# heat transfer cals

Registered Users Posts: 6
Related to the questions on diversions. I am completely stumped on this one. How to calculate the following. with no battery. assume full sun, two x 45 watt solar panels in series, (90 watt at 3.2 amps) direct connection to a 500 watt-120 AC volt element heater in a five gallon tank at temperature of water 32 (at freezing) what will the rate of increase be in degree rise per hour? The water tank is a standard 5 gallon RV style insulation is batten wool glass. Outside AIR temperature is also at 32 degrees

thanks for any help on this one.

Re: heat transfer cals

As a first approximation:

V=IR
P=I*V=I2R=V2/R

(120 VAC)2 / 500 Watt Element = 28.8 Ohm Resistance

Assuming your 45 watt solar panels are ~Vmp=17.5 volts with Imp~ and you have two panels:
• 90 Watts / 3.2 amps = 28.125 volts (two panels in series)
• 45 watt / 3.2 amps = 14 volts Vmp
• 14 volts / 28.8 ohms = 0.49 amps
• 28.125v/28.8ohms = 0.99 amps

So--With to panels in full noon time sun, the maximum current you can push through the heating element is ~0.99 amps
• 0.99 amps * 28.125 volts = 27.8 watts maximum

• 1 watt is approximately 3.41214 BTU/h
• 1 BTU = 1 lb of water per 1 degree F
• 1 gallon of water weights 8.33 lbs

• 27.8 watts * 3.41214 F 1 lb of water per 1 degree F per hour per watt * 1/(5 gallons of water * 8.33 lbs per gallon) = 2.3 degree F per hour (5 gallons of water at 100% efficiency)

If you assume that you have ~2 hours of near noon time sun (winter?), at best you can warm the water tank by ~5 degrees per day.

Your 500 watt element running on 120 VAC:
• 500 watts * 3.41214 F 1 lb of water per 1 degree F per hour per watt * 1/(5 gallons of water * 8.33 lbs per gallon) = 41 degree F per hour (5 gallons of water at 100% efficiency)
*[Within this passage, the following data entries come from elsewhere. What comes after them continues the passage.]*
// Unless explicitly stated otherwise all files in this repository are licensed
// under the Apache License Version 2.0.
// This product includes software developed at Datadog (https://www.datadoghq.com/).
// Copyright 2026-present Datadog, Inc.

// Correctness
#![deny(clippy::indexing_slicing)]
#![deny(clippy::string_slice)]
#![deny(clippy::cast_possible_wrap)]
#![deny(clippy::undocumented_unsafe_blocks)]
// Panicking code
#![deny(clippy::unwrap_used)]
#![deny(clippy::expect_used)]
#![deny(clippy::panic)]
#![deny(clippy::unimplemented)]
#![deny(clippy::todo)]
// Debug code that shouldn't be in production
#![deny(clippy::dbg_macro)]
#![deny(clippy::print_stdout)]
#![deny(clippy::print_stderr)]

use std::path::PathBuf;

use anyhow::{Context, Result};
use clap::Parser;
use log::{info, warn};
use scalar_plot::Session;
use scalar_plot::cli::{Args, Command, PlotArgs};
use scalar_plot::config;
use scalar_plot::labels::suggested_titles;

fn register(session: &mut Session, uploads: &[PathBuf]) -> Result<Vec<String>> {
    let registry = session
        .register_uploads(uploads)
        .context("Failed to register uploads")?;
    Ok(registry.choices())
}

fn register_fonts(session: &mut Session, fonts: &[PathBuf]) -> Result<()> {
    for font in fonts {
        session
            .register_font(font)
            .with_context(|| format!("Failed to register font {}", font.display()))?;
    }
    Ok(())
}

#[allow(clippy::print_stdout)]
fn files(session: &mut Session, uploads: &[PathBuf]) -> Result<()> {
    for choice in register(session, uploads)? {
        println!("{choice}");
    }
    Ok(())
}

#[allow(clippy::print_stdout)]
fn series(session: &mut Session, uploads: &[PathBuf], files: &[String]) -> Result<()> {
    let choices = register(session, uploads)?;
    let selected: &[String] = if files.is_empty() { &choices } else { files };

    let catalog = session
        .build_catalog(selected)
        .context("Failed to list series")?;
    for key in catalog.keys() {
        println!("{key}");
    }
    println!("{}", suggested_titles(&catalog));
    Ok(())
}

#[allow(clippy::print_stdout)]
fn plot(session: &mut Session, args: &PlotArgs) -> Result<()> {
    register(session, &args.uploads)?;
    register_fonts(session, &args.font_file)?;
    let request = args.request(session.default_plot_options())?;

    let images = session
        .render(&args.files, &request, &args.out_dir)
        .context("Failed to render charts")?;
    for image in &images {
        println!("{}", image.display());
    }

    if args.pack {
        if images.is_empty() {
            warn!("No charts were rendered, nothing to pack");
        } else {
            let archive = session
                .pack(&images, &args.out_dir)
                .context("Failed to pack charts")?;
            println!("{}", archive.display());
        }
    }
    Ok(())
}

#[allow(clippy::print_stdout)]
fn fonts(session: &mut Session, fonts: &[PathBuf]) -> Result<()> {
    register_fonts(session, fonts)?;
    for family in session.font_families() {
        println!("{family}");
    }
    Ok(())
}

fn main() -> Result<()> {
    let args = Args::parse();
    let config = config::load_config(&config::config_path(args.config.clone()));
    let log_level = config::get_log_level(&config);
    simple_logger::init_with_level(log_level)?;
    info!("Log level set to: {:?}", log_level);

    let mut session = Session::new(config?);
    match &args.command {
        Command::Files { uploads } => files(&mut session, uploads),
        Command::Series { uploads, files } => series(&mut session, uploads, files),
        Command::Plot(plot_args) => plot(&mut session, plot_args),
        Command::Fonts { font_file } => fonts(&mut session, font_file),
    }
}
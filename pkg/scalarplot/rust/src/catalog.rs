// Unless explicitly stated otherwise all files in this repository are licensed
// under the Apache License Version 2.0.
// This product includes software developed at Datadog (https://www.datadoghq.com/).
// Copyright 2026-present Datadog, Inc.

//! Flat catalog of the scalar series available in a set of selected files.

use std::fmt;
use std::path::PathBuf;

use log::{debug, warn};

use crate::errors::Result;
use crate::events::ScalarSource;
use crate::registry::Registry;

/// Identity of one scalar series within one event log.
#[derive(Debug, Clone, PartialEq, Eq, Hash)]
pub struct SeriesKey {
    /// Tag as reported by the event log.
    pub series: String,
    /// `LogFile::short_path` of the file holding the series.
    pub short_path: String,
}

impl SeriesKey {
    pub fn new(series: impl Into<String>, short_path: impl Into<String>) -> Self {
        Self {
            series: series.into(),
            short_path: short_path.into(),
        }
    }
}

/// Formats the key the way it is shown to users: `"{series} ({short_path})"`.
impl fmt::Display for SeriesKey {
    fn fmt(&self, f: &mut fmt::Formatter<'_>) -> fmt::Result {
        write!(f, "{} ({})", self.series, self.short_path)
    }
}

#[derive(Debug, Clone, PartialEq, Eq)]
pub struct CatalogEntry {
    pub key: SeriesKey,
    pub full_path: PathBuf,
    display: String,
}

impl CatalogEntry {
    pub fn new(key: SeriesKey, full_path: PathBuf) -> Self {
        let display = key.to_string();
        Self {
            key,
            full_path,
            display,
        }
    }

    /// Display string of the key, as used in title and color mappings.
    pub fn display_key(&self) -> &str {
        &self.display
    }
}

#[derive(Debug, Clone, Default, PartialEq, Eq)]
pub struct Catalog {
    entries: Vec<CatalogEntry>,
}

impl Catalog {
    /// Builds a catalog from entries, dropping repeated keys.
    pub fn from_entries(entries: impl IntoIterator<Item = CatalogEntry>) -> Self {
        let mut catalog = Catalog::default();
        for entry in entries {
            catalog.push(entry);
        }
        catalog
    }

    pub fn entries(&self) -> &[CatalogEntry] {
        &self.entries
    }

    pub fn len(&self) -> usize {
        self.entries.len()
    }

    pub fn is_empty(&self) -> bool {
        self.entries.is_empty()
    }

    /// Display keys in catalog order.
    pub fn keys(&self) -> Vec<&str> {
        self.entries.iter().map(CatalogEntry::display_key).collect()
    }

    pub fn get(&self, key: &SeriesKey) -> Option<&CatalogEntry> {
        self.entries.iter().find(|entry| &entry.key == key)
    }

    /// Looks up an entry by its display string.
    pub fn get_by_display(&self, display: &str) -> Option<&CatalogEntry> {
        self.entries
            .iter()
            .find(|entry| entry.display_key() == display)
    }

    fn push(&mut self, entry: CatalogEntry) {
        if self.get(&entry.key).is_none() {
            self.entries.push(entry);
        }
    }
}

/// Builds the catalog for `selected` files.
///
/// Each selection must be present in `registry`, otherwise this fails with
/// `Error::UnknownFile`. Files that cannot be decoded are logged and contribute
/// no series.
pub fn build_catalog<S: AsRef<str>>(
    selected: &[S],
    registry: &Registry,
    source: &dyn ScalarSource,
) -> Result<Catalog> {
    let mut catalog = Catalog::default();

    for selection in selected {
        let file = registry.resolve(selection.as_ref())?;
        let names = match source.series_names(&file.full_path) {
            Ok(names) => names,
            Err(e) => {
                warn!("Skipping {}: {e}", file.short_path);
                continue;
            }
        };
        debug!("{} has {} scalar series", file.short_path, names.len());

        for name in names {
            catalog.push(CatalogEntry::new(
                SeriesKey::new(name, file.short_path.clone()),
                file.full_path.clone(),
            ));
        }
    }

    Ok(catalog)
}
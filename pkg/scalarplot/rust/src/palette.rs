// Unless explicitly stated otherwise all files in this repository are licensed
// under the Apache License Version 2.0.
// This product includes software developed at Datadog (https://www.datadoghq.com/).
// Copyright 2026-present Datadog, Inc.

//! Line colors: parsing user-supplied colors and the default palette cycle.

use std::fmt;

#[derive(Debug, Clone, Copy, PartialEq, Eq, Hash)]
pub struct Rgb(pub u8, pub u8, pub u8);

impl fmt::Display for Rgb {
    fn fmt(&self, f: &mut fmt::Formatter<'_>) -> fmt::Result {
        write!(f, "#{:02x}{:02x}{:02x}", self.0, self.1, self.2)
    }
}

/// The "tab10" categorical palette.
pub const TAB10: [Rgb; 10] = [
    Rgb(0x1f, 0x77, 0xb4),
    Rgb(0xff, 0x7f, 0x0e),
    Rgb(0x2c, 0xa0, 0x2c),
    Rgb(0xd6, 0x27, 0x28),
    Rgb(0x94, 0x67, 0xbd),
    Rgb(0x8c, 0x56, 0x4b),
    Rgb(0xe3, 0x77, 0xc2),
    Rgb(0x7f, 0x7f, 0x7f),
    Rgb(0xbc, 0xbd, 0x22),
    Rgb(0x17, 0xbe, 0xcf),
];

const TAB_NAMES: [&str; 10] = [
    "blue", "orange", "green", "red", "purple", "brown", "pink", "gray", "olive", "cyan",
];

/// Hands out palette colors in a fixed order, wrapping around at the end.
#[derive(Debug, Clone, Default)]
pub struct ColorCycle {
    next: usize,
}

impl ColorCycle {
    pub fn new() -> Self {
        Self::default()
    }
}

impl Iterator for ColorCycle {
    type Item = Rgb;

    fn next(&mut self) -> Option<Rgb> {
        let color = TAB10.get(self.next % TAB10.len()).copied();
        self.next += 1;
        color
    }
}

/// Parses `#rgb`, `#rrggbb`, `tab:<name>` and a handful of basic color names.
pub fn parse_color(text: &str) -> Option<Rgb> {
    let text = text.trim();
    if let Some(hex) = text.strip_prefix('#') {
        return parse_hex(hex);
    }

    let name = text.to_ascii_lowercase();
    if let Some(tab) = name.strip_prefix("tab:") {
        return tab_color(tab);
    }

    let rgb = match name.as_str() {
        "black" | "k" => Rgb(0, 0, 0),
        "white" | "w" => Rgb(0xff, 0xff, 0xff),
        "red" | "r" => Rgb(0xff, 0, 0),
        "green" | "g" => Rgb(0, 0x80, 0),
        "blue" | "b" => Rgb(0, 0, 0xff),
        "yellow" | "y" => Rgb(0xff, 0xff, 0),
        "cyan" | "c" => Rgb(0, 0xff, 0xff),
        "magenta" | "m" => Rgb(0xff, 0, 0xff),
        "gray" | "grey" => Rgb(0x80, 0x80, 0x80),
        "orange" => Rgb(0xff, 0xa5, 0),
        "purple" => Rgb(0x80, 0, 0x80),
        "brown" => Rgb(0xa5, 0x2a, 0x2a),
        "pink" => Rgb(0xff, 0xc0, 0xcb),
        "olive" => Rgb(0x80, 0x80, 0),
        _ => return None,
    };
    Some(rgb)
}

fn tab_color(name: &str) -> Option<Rgb> {
    let name = if name == "grey" { "gray" } else { name };
    let index = TAB_NAMES.iter().position(|n| *n == name)?;
    TAB10.get(index).copied()
}

fn parse_hex(hex: &str) -> Option<Rgb> {
    if !hex.chars().all(|c| c.is_ascii_hexdigit()) {
        return None;
    }
    let digit = |c: char| c.to_digit(16).and_then(|d| u8::try_from(d).ok());
    let chars: Vec<char> = hex.chars().collect();
    match chars.as_slice() {
        [r, g, b] => Some(Rgb(
            digit(*r)? * 17,
            digit(*g)? * 17,
            digit(*b)? * 17,
        )),
        [r1, r2, g1, g2, b1, b2] => Some(Rgb(
            digit(*r1)? * 16 + digit(*r2)?,
            digit(*g1)? * 16 + digit(*g2)?,
            digit(*b1)? * 16 + digit(*b2)?,
        )),
        _ => None,
    }
}
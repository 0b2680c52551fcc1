// Unless explicitly stated otherwise all files in this repository are licensed
// under the Apache License Version 2.0.
// This product includes software developed at Datadog (https://www.datadoghq.com/).
// Copyright 2026-present Datadog, Inc.

//! Subset of the TensorFlow `Event` protobuf needed to read scalar summaries.
//!
//! Field numbers match `tensorflow/core/util/event.proto` and
//! `tensorflow/core/framework/summary.proto`. Fields not listed here are
//! skipped by the decoder.

/// `DataType` values for the tensor encodings a scalar summary can use.
pub const DT_FLOAT: i32 = 1;
pub const DT_DOUBLE: i32 = 2;
pub const DT_INT32: i32 = 3;
pub const DT_INT64: i32 = 9;

/// Plugin name TensorBoard attaches to scalar summaries written as tensors.
pub const SCALARS_PLUGIN: &str = "scalars";

#[derive(Clone, PartialEq, prost::Message)]
pub struct Event {
    #[prost(double, tag = "1")]
    pub wall_time: f64,
    #[prost(int64, tag = "2")]
    pub step: i64,
    #[prost(oneof = "event::What", tags = "3, 5")]
    pub what: Option<event::What>,
}

pub mod event {
    #[derive(Clone, PartialEq, prost::Oneof)]
    pub enum What {
        #[prost(string, tag = "3")]
        FileVersion(String),
        #[prost(message, tag = "5")]
        Summary(super::Summary),
    }
}

#[derive(Clone, PartialEq, prost::Message)]
pub struct Summary {
    #[prost(message, repeated, tag = "1")]
    pub value: Vec<SummaryValue>,
}

#[derive(Clone, PartialEq, prost::Message)]
pub struct SummaryValue {
    #[prost(string, tag = "1")]
    pub tag: String,
    #[prost(message, optional, tag = "9")]
    pub metadata: Option<SummaryMetadata>,
    #[prost(oneof = "summary_value::Kind", tags = "2, 8")]
    pub kind: Option<summary_value::Kind>,
}

pub mod summary_value {
    #[derive(Clone, PartialEq, prost::Oneof)]
    pub enum Kind {
        #[prost(float, tag = "2")]
        SimpleValue(f32),
        #[prost(message, tag = "8")]
        Tensor(super::TensorProto),
    }
}

#[derive(Clone, PartialEq, prost::Message)]
pub struct SummaryMetadata {
    #[prost(message, optional, tag = "1")]
    pub plugin_data: Option<PluginData>,
}

#[derive(Clone, PartialEq, prost::Message)]
pub struct PluginData {
    #[prost(string, tag = "1")]
    pub plugin_name: String,
    #[prost(bytes = "vec", tag = "2")]
    pub content: Vec<u8>,
}

#[derive(Clone, PartialEq, prost::Message)]
pub struct TensorProto {
    #[prost(int32, tag = "1")]
    pub dtype: i32,
    #[prost(bytes = "vec", tag = "4")]
    pub tensor_content: Vec<u8>,
    #[prost(float, repeated, tag = "5")]
    pub float_val: Vec<f32>,
    #[prost(double, repeated, tag = "6")]
    pub double_val: Vec<f64>,
    #[prost(int32, repeated, tag = "7")]
    pub int_val: Vec<i32>,
    #[prost(int64, repeated, tag = "10")]
    pub int64_val: Vec<i64>,
}

impl TensorProto {
    /// Reads a single-element tensor as `f64`.
    ///
    /// Returns `None` for unsupported dtypes and for tensors holding anything
    /// other than exactly one value.
    pub fn scalar(&self) -> Option<f64> {
        fn single<T: Copy>(values: &[T]) -> Option<T> {
            match values {
                [v] => Some(*v),
                _ => None,
            }
        }

        if !self.tensor_content.is_empty() {
            return self.scalar_from_content();
        }
        match self.dtype {
            DT_FLOAT => single(&self.float_val).map(f64::from),
            DT_DOUBLE => single(&self.double_val),
            DT_INT32 => single(&self.int_val).map(f64::from),
            #[allow(clippy::cast_precision_loss)]
            DT_INT64 => single(&self.int64_val).map(|v| v as f64),
            _ => None,
        }
    }

    fn scalar_from_content(&self) -> Option<f64> {
        let bytes = self.tensor_content.as_slice();
        match self.dtype {
            DT_FLOAT => <[u8; 4]>::try_from(bytes)
                .ok()
                .map(|b| f64::from(f32::from_le_bytes(b))),
            DT_DOUBLE => <[u8; 8]>::try_from(bytes).ok().map(f64::from_le_bytes),
            DT_INT32 => <[u8; 4]>::try_from(bytes)
                .ok()
                .map(|b| f64::from(i32::from_le_bytes(b))),
            #[allow(clippy::cast_precision_loss)]
            DT_INT64 => <[u8; 8]>::try_from(bytes)
                .ok()
                .map(|b| i64::from_le_bytes(b) as f64),
            _ => None,
        }
    }
}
Or about ~2 hours for ~82 F rise (or +32F starting temp, 114 degree F final temperature).

I think I got all the conversion factors correct. The numbers seem roughly correct.

-Bill
Near San Francisco California: 3.5kWatt Grid Tied Solar power system+small backup genset
• Registered Users Posts: 6
Re: heat transfer cals

Thanks, The attempt was to use several small sized water or oil space heaters. It seems that this is "not going to end well" at least as presently planned it. Let us try something else. Is it better then to use a invertor than to try to use DC directly. Let me give an example: , With a 120VAC - 1000 watt oil heater for our cabin to use an invertor or buy more Panels and build up the DC amps/volt input. The original thought was that wiring DC directly to the heater element would heat as sun was available though out the day regardless of outside temperatures, where as fluid types would freeze and need pumps.
• Solar Expert Posts: 5,436 ✭✭✭✭
Re: heat transfer cals

What is it you are trying to do? Is your goal simply a diversion load, or are you trying to heat water (or space ) from PV? If the later is the case, consider a simple solar water heater system, which is very much more efficient and indeed more cost effective as well.

Tony
Re: heat transfer cals

Getting heat from solar electric panels is very expensive... Most systems would work best if done with a battery bank (rather than connecting solar panels to some form of electric heater).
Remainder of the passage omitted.